Sculpture of McCleery wolf planned for Kane

This is a conceptual rendering of a McCleery wolf metal sculpture that is to be installed outside the Kane Depot, home of the McCleery Discovery Center.

Imagine a wolf standing watch over one of Kane’s busiest intersections.

The Kane Historic Preservation Society and the McCleery Discovery Center hope to see just that in the form of a metal sculpture to be installed in front of the Kane Depot at the intersection of Fraley and Biddle streets. As a rendering of the proposed statue shows, the Great Plains Buffalo wolf is to stand as if it has just reached the summit of rock, perched over the road next to the Kane Depot.

They are now raising funds for the project.

Assisting with the project will be artist Bill Secunda, Steve Dyne Excavating and Highlander Energy Systems.

Secunda makes custom life-size animal statues, as well as other sculptures, using different metals and nails.

In fact, “Nail art is an award-winning technique that Secunda created many years ago,” according to a press release from the Historic Preservation Society. “Several of his life-like sculptures have been installed at the Carnegie Museum of Natural History, Disney’s Epcot, St. Louis Zoo, Ripley’s Museum, Barber Motorsports Park and others. Bill has also created many animals for private individuals throughout the country.”

Steve Dyne Excavating and Highlander Energy Systems will donate “their time and material to prepare the site, transport large boulders for mounting the wolf sculpture, and securing the wolf to the large boulders,” the society explained.

“There has never been a more opportune time to celebrate Wolf Pride in Kane,” said Dennis Driscoll, board member.

The wolf, known in modern times as a mascot of Kane’s school district, has a rich history in Kane.

As the Preservation Society explained, “Dr E.H. McCleery, a local Kane doctor, began purchasing Great Plains Buffalo wolves in 1921 and had them transported to the Kane Depot. The U.S. government had a program of eradicating the wolves from the Great Plains.”

McCleery “had a passion for wolves” and started saving canis lupus nubilus, a subspecies of wolf.

“He lived two blocks away from the depot and would pick up his wolf pups and take them to his house on the outskirts of the town. Between 1921-1930 he purchased nearly 30 wolf pups. By the early 1930s the government reported that the Buffalo wolves were successfully removed in the wild and McCleery had the rest.”

Today, the remaining wolf pack is under the care of Wolf Haven International and lives on a 400-acre ranch in Bridger, Mont. Meanwhile, the largest collection of artifacts about the wolves remains at the McCleery Discovery Center, which opened in 2017 at the Kane Depot.

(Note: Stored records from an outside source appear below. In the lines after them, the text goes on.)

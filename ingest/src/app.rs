//! Core application

use std::fs;
use std::path::Path;

use anyhow::{Context, Result};
use opentelemetry_proto::tonic::collector::trace::v1::ExportTraceServiceRequest;
use prost::Message;

use crate::core::cli::{self, Commands, InputFormat};
use crate::core::config::AppConfig;
use crate::core::constants::{APP_NAME, APP_NAME_LOWER, ENV_LOG};
use crate::data::cache::SharedSeenTraces;
use crate::data::types::ResourceSpan;
use crate::domain::traces::{OtelIngestProcessor, count_spans};
use crate::utils::otlp::{resource_spans_from_json, resource_spans_from_proto};

pub struct CoreApp {
    pub processor: OtelIngestProcessor,
    pub seen_traces: SharedSeenTraces,
}

impl CoreApp {
    /// Run the application with CLI argument parsing
    pub fn run() -> Result<()> {
        dotenvy::dotenv().ok();
        Self::init_logging();

        tracing::debug!(app = APP_NAME, "Application starting");

        let (cli_config, command) = cli::parse();
        tracing::trace!(command = ?command, "Parsed command");

        let config = AppConfig::load(&cli_config)?;
        let app = Self::init(&config);

        match command {
            Commands::Convert {
                input,
                format,
                pretty,
            } => app.convert(&input, format, pretty),
            Commands::Count { input } => Self::count(&input),
        }
    }

    fn init(config: &AppConfig) -> Self {
        let processor = OtelIngestProcessor::new(config.ingest.clone());
        let seen_traces = SharedSeenTraces::new(&config.seen_traces);
        tracing::debug!(
            max_entries = config.seen_traces.max_entries,
            ttl_secs = config.seen_traces.ttl_secs,
            "Seen-traces cache initialized"
        );
        Self {
            processor,
            seen_traces,
        }
    }

    fn init_logging() {
        let default_filter = format!("info,{}=info", APP_NAME_LOWER);

        let filter = std::env::var(ENV_LOG)
            .or_else(|_| std::env::var("RUST_LOG"))
            .unwrap_or(default_filter);

        // stdout carries the converted events
        tracing_subscriber::fmt()
            .with_target(false)
            .with_thread_ids(false)
            .with_level(true)
            .with_ansi(true)
            .with_writer(std::io::stderr)
            .compact()
            .with_env_filter(filter)
            .init();
    }

    fn convert(mut self, input: &Path, format: InputFormat, pretty: bool) -> Result<()> {
        let resource_spans = Self::load_resource_spans(input, format)?;
        let events = self
            .processor
            .process(&resource_spans, &mut self.seen_traces)
            .with_context(|| format!("Failed to convert {}", input.display()))?;

        tracing::info!(
            input = %input.display(),
            resource_spans = resource_spans.len(),
            events = events.len(),
            "Converted spans"
        );

        let output = if pretty {
            serde_json::to_string_pretty(&events)?
        } else {
            serde_json::to_string(&events)?
        };
        println!("{output}");
        Ok(())
    }

    fn count(input: &Path) -> Result<()> {
        let payload = Self::read_json(input)?;
        println!("{}", count_spans(&payload));
        Ok(())
    }

    fn load_resource_spans(input: &Path, format: InputFormat) -> Result<Vec<ResourceSpan>> {
        match format {
            InputFormat::Json => {
                let payload = Self::read_json(input)?;
                resource_spans_from_json(payload)
                    .with_context(|| format!("Invalid OTLP JSON payload: {}", input.display()))
            }
            InputFormat::Protobuf => {
                let bytes = fs::read(input)
                    .with_context(|| format!("Failed to read input file: {}", input.display()))?;
                let request = ExportTraceServiceRequest::decode(bytes.as_slice())
                    .with_context(|| format!("Invalid OTLP protobuf payload: {}", input.display()))?;
                Ok(resource_spans_from_proto(&request))
            }
        }
    }

    fn read_json(input: &Path) -> Result<serde_json::Value> {
        let content = fs::read_to_string(input)
            .with_context(|| format!("Failed to read input file: {}", input.display()))?;
        serde_json::from_str(&content)
            .with_context(|| format!("Failed to parse JSON: {}", input.display()))
    }
}

#[cfg(test)]
mod tests {
    use std::io::Write;

    use super::*;

    fn app() -> CoreApp {
        CoreApp::init(&AppConfig::default())
    }

    #[test]
    fn test_load_json_and_protobuf_inputs() {
        let mut json_file = tempfile::NamedTempFile::new().unwrap();
        write!(json_file, r#"{{"resourceSpans": [{{"scopeSpans": [{{"spans": []}}]}}]}}"#).unwrap();
        let spans = CoreApp::load_resource_spans(json_file.path(), InputFormat::Json).unwrap();
        assert_eq!(spans.len(), 1);

        let request = ExportTraceServiceRequest {
            resource_spans: vec![Default::default(), Default::default()],
        };
        let mut proto_file = tempfile::NamedTempFile::new().unwrap();
        proto_file.write_all(&request.encode_to_vec()).unwrap();
        let spans = CoreApp::load_resource_spans(proto_file.path(), InputFormat::Protobuf).unwrap();
        assert_eq!(spans.len(), 2);
    }

    #[test]
    fn test_invalid_input_reports_path() {
        let mut file = tempfile::NamedTempFile::new().unwrap();
        write!(file, "not json").unwrap();
        let err = CoreApp::load_resource_spans(file.path(), InputFormat::Json).unwrap_err();
        assert!(format!("{err:#}").contains("Failed to parse JSON"));
    }

    #[test]
    fn test_convert_rejects_foreign_sdk_key() {
        let mut file = tempfile::NamedTempFile::new().unwrap();
        write!(
            file,
            r#"{{"resourceSpans": [{{"scopeSpans": [{{"scope": {{"name": "langfuse-sdk", "attributes": [{{"key": "public_key", "value": {{"stringValue": "pk-lf-other"}}}}]}}, "spans": []}}]}}]}}"#
        )
        .unwrap();
        let err = app()
            .convert(file.path(), InputFormat::Json, false)
            .unwrap_err();
        assert!(format!("{err:#}").contains("public key mismatch"));
    }
}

Dick Bly, executive director of the McCleery Discovery Center, said, “The statue will represent nearly 100-years of dedication and commitment that Dr. McCleery had for his friends. Dr. McCleery, known as the ‘Father of the Endangered Species Movement in America,’ will forever be instilled via the statue prominently displayed at the intersections of U.S. Route 6 and PA Route 66 in uptown Kane.”

In addition to the statue, project organizers will have a webcam installed so viewers can see the wolf sculpture on the Kane Depot’s website, as well as watch a portion of Fraley Street and the uptown Kane Business district.

An unveiling and dedication will be held at a later date.

The anticipated project cost is $12,000. Donations for the project can be made to the Kane Depot Preservation Society, which is a non-profit 501©(3).